Un accord import/export ou import/import?
La réduction de recettes de Trésor n’a pas été le seul résultat néfaste pour l’Algérie. En effet, la suppression progressive des barrières tarifaires a eu pour première conséquence un engouement des produits européens sur le marché européen. Selon le rapport d’information nº689 de M. Simon SUTOUR, 99,7% des exportations de l’Algérie vers l’Union Européenne en 2015 consistaient en énergie et dérivées du pétrole et 0,3% de produits agricoles. Les importations algériennes en provenance de l’UE se composent de produits industriels (équipements électriques, produits chimiques) à 85,5% et de produits agricoles à 14,4%. D’après la Direction Générale des Douanes, les pays de l’union européenne enregistrent une part de 50,23% de la valeur globale des échanges commerciaux algériens au cours de l’année 2019. Selon le Ministère du Commerce Extérieur « cet accord est important car c’est avec l’UE que l’Algérie réalise près des 60% de son commerce extérieur ». Les importations en provenance de l’UE issues de cet accord représentent 7,31 milliards USD pour l’année 2019, soit 44,37% du total des importations algériennes en 2019. Dans le cadre de l’AA, 46,47% des produits importés sont des produits semi-finis, 18,64% des biens de consommation, 17,36% des produits industriels et 5,56% des énergies et lubrifiant selon la Direction Générale des Douanes en 2019. En outre, les produits importés sont principalement des biens de production et des biens de consommation, consistant un frein majeur dans le développement industriel du pays. Les exportations à destination de l’Union européenne représentent57,22% du total des exportations en 2019. 78,41% des exportations hors hydrocarbures de l’Algérie vont à destination de l’Union européenne, dont un quart à destination de la France. L’Algérie est donc très dépendante de l’UE. Les importations en provenance de l’Union européenne sont passées de 8,2 milliards USD en moyenne annuelle avant la mise en œuvre de l’Accord d’Association (2002 à 2004) à 24,21 milliards USD en 2011, soit une augmentation de près de 200% (données du Ministère du Commerce Extérieur Algérien). Ainsi, les accords commerciaux « ont maintenu, durant des années, l’économie nationale dans un état de dépendance et de consommation continue de tout ce qui est importé » dénonce Kamel Rezig, Ministre du Commerce algérien, lors d’un colloque en février 2020.

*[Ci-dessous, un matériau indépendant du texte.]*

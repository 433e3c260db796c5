use chrono::{DateTime, Utc};
use uuid::Uuid;

use crate::{
    error::{AppError, AppResult},
    machine::Transition,
    models::OrderAggregate,
    notify,
    state::AppState,
};

pub mod dispute_service;
pub mod escrow_service;
pub mod order_service;

/// Loads the order, evaluates `step` against it and commits the result.
///
/// A commit that loses a version race is re-evaluated from a fresh load, so
/// guards always see the state that actually won. Notifications go out only
/// after a successful commit.
pub(crate) async fn commit_with_retry<F>(
    state: &AppState,
    order_id: Uuid,
    mut step: F,
) -> AppResult<OrderAggregate>
where
    F: FnMut(&OrderAggregate, DateTime<Utc>) -> AppResult<Transition> + Send,
{
    let attempts = state.config.commit_attempts.max(1);
    let mut attempt = 1;
    loop {
        let current = state
            .store
            .load_order(order_id)
            .await?
            .ok_or(AppError::NotFound)?;
        let transition = step(&current, state.clock.now())?;

        match state.store.commit(&transition).await {
            Ok(()) => {
                let Transition {
                    aggregate, notices, ..
                } = transition;
                notify::deliver(state.store.as_ref(), state.notifier.as_ref(), &notices).await;
                return Ok(aggregate);
            }
            Err(AppError::Conflict) if attempt < attempts => {
                tracing::debug!(order_id = %order_id, attempt, "commit conflicted, re-evaluating");
                attempt += 1;
            }
            Err(err) => return Err(err),
        }
    }
}
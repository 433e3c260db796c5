use sea_orm::entity::prelude::*;

#[derive(Clone, Debug, PartialEq, DeriveEntityModel)]
#[sea_orm(table_name = "listings")]
pub struct Model {
    #[sea_orm(primary_key, auto_increment = false)]
    pub id: Uuid,
    pub seller_id: Uuid,
    pub title: String,
    pub description: Option<String>,
    pub price: i64,
    pub quantity: i32,
    pub status: String,
    pub sold_at: Option<DateTimeWithTimeZone>,
    pub created_at: DateTimeWithTimeZone,
}

#[derive(Copy, Clone, Debug, EnumIter, DeriveRelation)]
pub enum Relation {
    #[sea_orm(
        belongs_to = "super::users::Entity",
        from = "Column::SellerId",
        to = "super::users::Column::Id"
    )]
    Users,
    #[sea_orm(has_many = "super::order_items::Entity")]
    OrderItems,
}

impl Related<super::users::Entity> for Entity {
    fn to() -> RelationDef {
        Relation::Users.def()
    }
}

impl Related<super::order_items::Entity> for Entity {
    fn to() -> RelationDef {
        Relation::OrderItems.def()
    }
}

impl ActiveModelBehavior for ActiveModel {}
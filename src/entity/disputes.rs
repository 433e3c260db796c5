use sea_orm::entity::prelude::*;

#[derive(Clone, Debug, PartialEq, DeriveEntityModel)]
#[sea_orm(table_name = "disputes")]
pub struct Model {
    #[sea_orm(primary_key, auto_increment = false)]
    pub id: Uuid,
    #[sea_orm(unique)]
    pub order_id: Uuid,
    pub initiated_by: Uuid,
    pub reason: String,
    pub description: String,
    pub evidence_url: Option<String>,
    pub status: String,
    pub created_at: DateTimeWithTimeZone,
    pub resolved_by: Option<Uuid>,
    pub resolved_at: Option<DateTimeWithTimeZone>,
    pub outcome: Option<String>,
    pub resolution: Option<String>,
    pub refund_amount: Option<i64>,
}

#[derive(Copy, Clone, Debug, EnumIter, DeriveRelation)]
pub enum Relation {
    #[sea_orm(
        belongs_to = "super::orders::Entity",
        from = "Column::OrderId",
        to = "super::orders::Column::Id"
    )]
    Orders,
}

impl Related<super::orders::Entity> for Entity {
    fn to() -> RelationDef {
        Relation::Orders.def()
    }
}

impl ActiveModelBehavior for ActiveModel {}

Une conséquence directe : le recul de l’industrie
Ce tableau nous donne une vision macroéconomique de la répartition des petites et moyennes entreprises (PME) privées par secteur d’activités de l’année 2006 à 2018. En effet, la part des PME des domaines du BTP et des hydrocarbures augmentent fortement jusqu’à 2010. À partir de cette année, la tendance s’inverse pour ces deux secteurs. Tel qu’énoncé en introduction, l’Algérie attendait de cet accord l’accélération de la production nationale, or les industries manufacturières ont chuté de 3,51 points de pourcentage de 2006 à 2018. Ainsi, l’AA, au travers de l’invasion des produits européens sur le marché algérien, résulte d’une baisse conséquente du secteur manufacturier en Algérie. D’après le rapport économique de l’Algérie par le département fédéral des affaires étrangères de Suisse en date du 15 août 2020, « l’industrie pharmaceutique a étéclassée parmi les secteurs stratégiques, protégée par la règle 49/51%». Cependant, ces mesures ne sont pas suffisantes, d’autant plus que des mesures de régulations des importations sont venues compliquées l’apport du marché en produits pharmaceutiques, ainsi « les pharmacies se sont transformées en boutiques de vente de ces produits importés, au lieu de se concentrer sur (…) la fabrication » Mourad Benachehou, Le Quotidien d’Oran, 5 octobre 2020. Malgré les dispositions prévus par l’accord pour la protection de la production nationale, telle que les mesures antidumping, les mesures compensatoires et les mesures de sauvegardes (article 22 à 24 de l’AA), d’autres sont envisagées à ce jour car les présentes sont non seulement insuffisantes à la protection de la production nationale mais n’ont pu éviter son recul.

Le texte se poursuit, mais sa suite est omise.